_What this task involves_
Repeat all of the data exactly. Leave nothing out.

_Raw data_
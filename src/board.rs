//! The 3x3 board surface: renders the snapshot and turns taps into intents.
//!
//! The board never applies a move itself; a tap becomes a
//! [`GameIntent::Play`] for the rules engine plus a [`SemanticEvent::MoveMade`]
//! for the feedback bus, and the board waits for the next snapshot to show
//! the result.
use std::fmt::Write;

use bevy::prelude::{Plugin as BevyPlugin, *};

use crate::{
    diff::SemanticEvent,
    state::{GameIntent, GameMode, GameSnapshot, Mark},
    theme::{Palette, UiAssets},
};

const BOARD_SIZE: f32 = 280.0;
const CELL_GAP: f32 = 2.0;

#[derive(Component, Clone)]
struct BoardRoot;

#[derive(Component)]
struct Cell(usize);

#[derive(Component)]
struct CellGlyph(usize);

fn spawn_board(mut cmds: Commands, palette: Res<Palette>, assets: Res<UiAssets>) {
    let cell_size = BOARD_SIZE / 3.0 - CELL_GAP * 2.0;
    let glyph_style = TextStyle {
        color: palette.text,
        font: assets.font.clone(),
        font_size: 48.0,
    };
    cmds.spawn_bundle(NodeBundle {
        color: Color::NONE.into(),
        style: Style {
            size: Size::new(Val::Percent(100.0), Val::Percent(100.0)),
            position_type: PositionType::Absolute,
            justify_content: JustifyContent::Center,
            align_items: AlignItems::Center,
            ..Default::default()
        },
        ..Default::default()
    })
    .insert_bundle((BoardRoot, Name::new("Board root")))
    .with_children(|cmds| {
        cmds.spawn_bundle(NodeBundle {
            // The border color shows through the gaps as grid lines.
            color: palette.border.into(),
            style: Style {
                size: Size::new(Val::Px(BOARD_SIZE), Val::Px(BOARD_SIZE)),
                flex_direction: FlexDirection::Row,
                // WrapReverse stacks wrapped rows top-down, keeping cell 0
                // in the top-left corner like the snapshot's row-major order.
                flex_wrap: FlexWrap::WrapReverse,
                ..Default::default()
            },
            ..Default::default()
        })
        .with_children(|cmds| {
            for index in 0..9 {
                cmds.spawn_bundle(ButtonBundle {
                    color: palette.background.into(),
                    style: Style {
                        size: Size::new(Val::Px(cell_size), Val::Px(cell_size)),
                        margin: Rect::all(Val::Px(CELL_GAP)),
                        justify_content: JustifyContent::Center,
                        align_items: AlignItems::Center,
                        ..Default::default()
                    },
                    ..Default::default()
                })
                .insert(Cell(index))
                .with_children(|cmds| {
                    let align = TextAlignment::default();
                    cmds.spawn_bundle(TextBundle {
                        text: Text::with_section("", glyph_style.clone(), align),
                        ..Default::default()
                    })
                    .insert(CellGlyph(index));
                });
            }
        });
    });
}

fn update_cells(
    snapshot: Res<GameSnapshot>,
    palette: Res<Palette>,
    mut glyphs: Query<(&mut Text, &CellGlyph)>,
) {
    if !snapshot.is_changed() {
        return;
    }
    for (mut text, CellGlyph(index)) in glyphs.iter_mut() {
        let section = &mut text.sections[0];
        section.value.clear();
        match snapshot.board.get(*index) {
            Some(Some(mark)) => {
                let glyph = match mark {
                    Mark::Cross => 'X',
                    Mark::Nought => 'O',
                };
                section.style.color = palette.mark_color(*mark);
                write!(section.value, "{glyph}").unwrap();
            }
            _ => {}
        }
    }
}

fn handle_taps(
    snapshot: Res<GameSnapshot>,
    cells: Query<(&Interaction, &Cell), Changed<Interaction>>,
    mut intents: EventWriter<GameIntent>,
    mut events: EventWriter<SemanticEvent>,
) {
    let ai_turn = snapshot.game_mode == GameMode::VsAi
        && snapshot.current_player == Mark::Nought;
    for (interaction, Cell(index)) in cells.iter() {
        if *interaction != Interaction::Clicked {
            continue;
        }
        let occupied = !matches!(snapshot.board.get(*index), Some(None));
        if !snapshot.is_game_active || ai_turn || occupied {
            continue;
        }
        events.send(SemanticEvent::MoveMade);
        intents.send(GameIntent::Play(*index));
    }
}

pub struct Plugin;
impl BevyPlugin for Plugin {
    fn build(&self, app: &mut App) {
        app.add_startup_system(spawn_board)
            .add_system(update_cells)
            .add_system(handle_taps.before("snapshot_diff"));
    }
}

_Result of this exercise_
filename src/board.rs
//! The 3x3 board surface: renders the snapshot and turns taps into intents.
//!
//! The board never applies a move itself; a tap becomes a
//! [`GameIntent::Play`] for the rules engine plus a [`SemanticEvent::MoveMade`]
//! for the feedback bus, and the board waits for the next snapshot to show
//! the result.
use std::fmt::Write;

use bevy::prelude::{Plugin as BevyPlugin, *};

use crate::{
    diff::SemanticEvent,
    state::{GameIntent, GameMode, GameSnapshot, Mark},
    theme::{Palette, UiAssets},
};

const BOARD_SIZE: f32 = 280.0;
const CELL_GAP: f32 = 2.0;

#[derive(Component, Clone)]
struct BoardRoot;

#[derive(Component)]
struct Cell(usize);

#[derive(Component)]
struct CellGlyph(usize);

fn spawn_board(mut cmds: Commands, palette: Res<Palette>, assets: Res<UiAssets>) {
    let cell_size = BOARD_SIZE / 3.0 - CELL_GAP * 2.0;
    let glyph_style = TextStyle {
        color: palette.text,
        font: assets.font.clone(),
        font_size: 48.0,
    };
    cmds.spawn_bundle(NodeBundle {
        color: Color::NONE.into(),
        style: Style {
            size: Size::new(Val::Percent(100.0), Val::Percent(100.0)),
            position_type: PositionType::Absolute,
            justify_content: JustifyContent::Center,
            align_items: AlignItems::Center,
            ..Default::default()
        },
        ..Default::default()
    })
    .insert_bundle((BoardRoot, Name::new("Board root")))
    .with_children(|cmds| {
        cmds.spawn_bundle(NodeBundle {
            // The border color shows through the gaps as grid lines.
            color: palette.border.into(),
            style: Style {
                size: Size::new(Val::Px(BOARD_SIZE), Val::Px(BOARD_SIZE)),
                flex_direction: FlexDirection::Row,
                // WrapReverse stacks wrapped rows top-down, keeping cell 0
                // in the top-left corner like the snapshot's row-major order.
                flex_wrap: FlexWrap::WrapReverse,
                ..Default::default()
            },
            ..Default::default()
        })
        .with_children(|cmds| {
            for index in 0..9 {
                cmds.spawn_bundle(ButtonBundle {
                    color: palette.background.into(),
                    style: Style {
                        size: Size::new(Val::Px(cell_size), Val::Px(cell_size)),
                        margin: Rect::all(Val::Px(CELL_GAP)),
                        justify_content: JustifyContent::Center,
                        align_items: AlignItems::Center,
                        ..Default::default()
                    },
                    ..Default::default()
                })
                .insert(Cell(index))
                .with_children(|cmds| {
                    let align = TextAlignment::default();
                    cmds.spawn_bundle(TextBundle {
                        text: Text::with_section("", glyph_style.clone(), align),
                        ..Default::default()
                    })
                    .insert(CellGlyph(index));
                });
            }
        });
    });
}

fn update_cells(
    snapshot: Res<GameSnapshot>,
    palette: Res<Palette>,
    mut glyphs: Query<(&mut Text, &CellGlyph)>,
) {
    if !snapshot.is_changed() {
        return;
    }
    for (mut text, CellGlyph(index)) in glyphs.iter_mut() {
        let section = &mut text.sections[0];
        section.value.clear();
        match snapshot.board.get(*index) {
            Some(Some(mark)) => {
                let glyph = match mark {
                    Mark::Cross => 'X',
                    Mark::Nought => 'O',
                };
                section.style.color = palette.mark_color(*mark);
                write!(section.value, "{glyph}").unwrap();
            }
            _ => {}
        }
    }
}

fn handle_taps(
    snapshot: Res<GameSnapshot>,
    cells: Query<(&Interaction, &Cell), Changed<Interaction>>,
    mut intents: EventWriter<GameIntent>,
    mut events: EventWriter<SemanticEvent>,
) {
    let ai_turn = snapshot.game_mode == GameMode::VsAi
        && snapshot.current_player == Mark::Nought;
    for (interaction, Cell(index)) in cells.iter() {
        if *interaction != Interaction::Clicked {
            continue;
        }
        let occupied = !matches!(snapshot.board.get(*index), Some(None));
        if !snapshot.is_game_active || ai_turn || occupied {
            continue;
        }
        events.send(SemanticEvent::MoveMade);
        intents.send(GameIntent::Play(*index));
    }
}

pub struct Plugin;
impl BevyPlugin for Plugin {
    fn build(&self, app: &mut App) {
        app.add_startup_system(spawn_board)
            .add_system(update_cells)
            .add_system(handle_taps.before("snapshot_diff"));
    }
}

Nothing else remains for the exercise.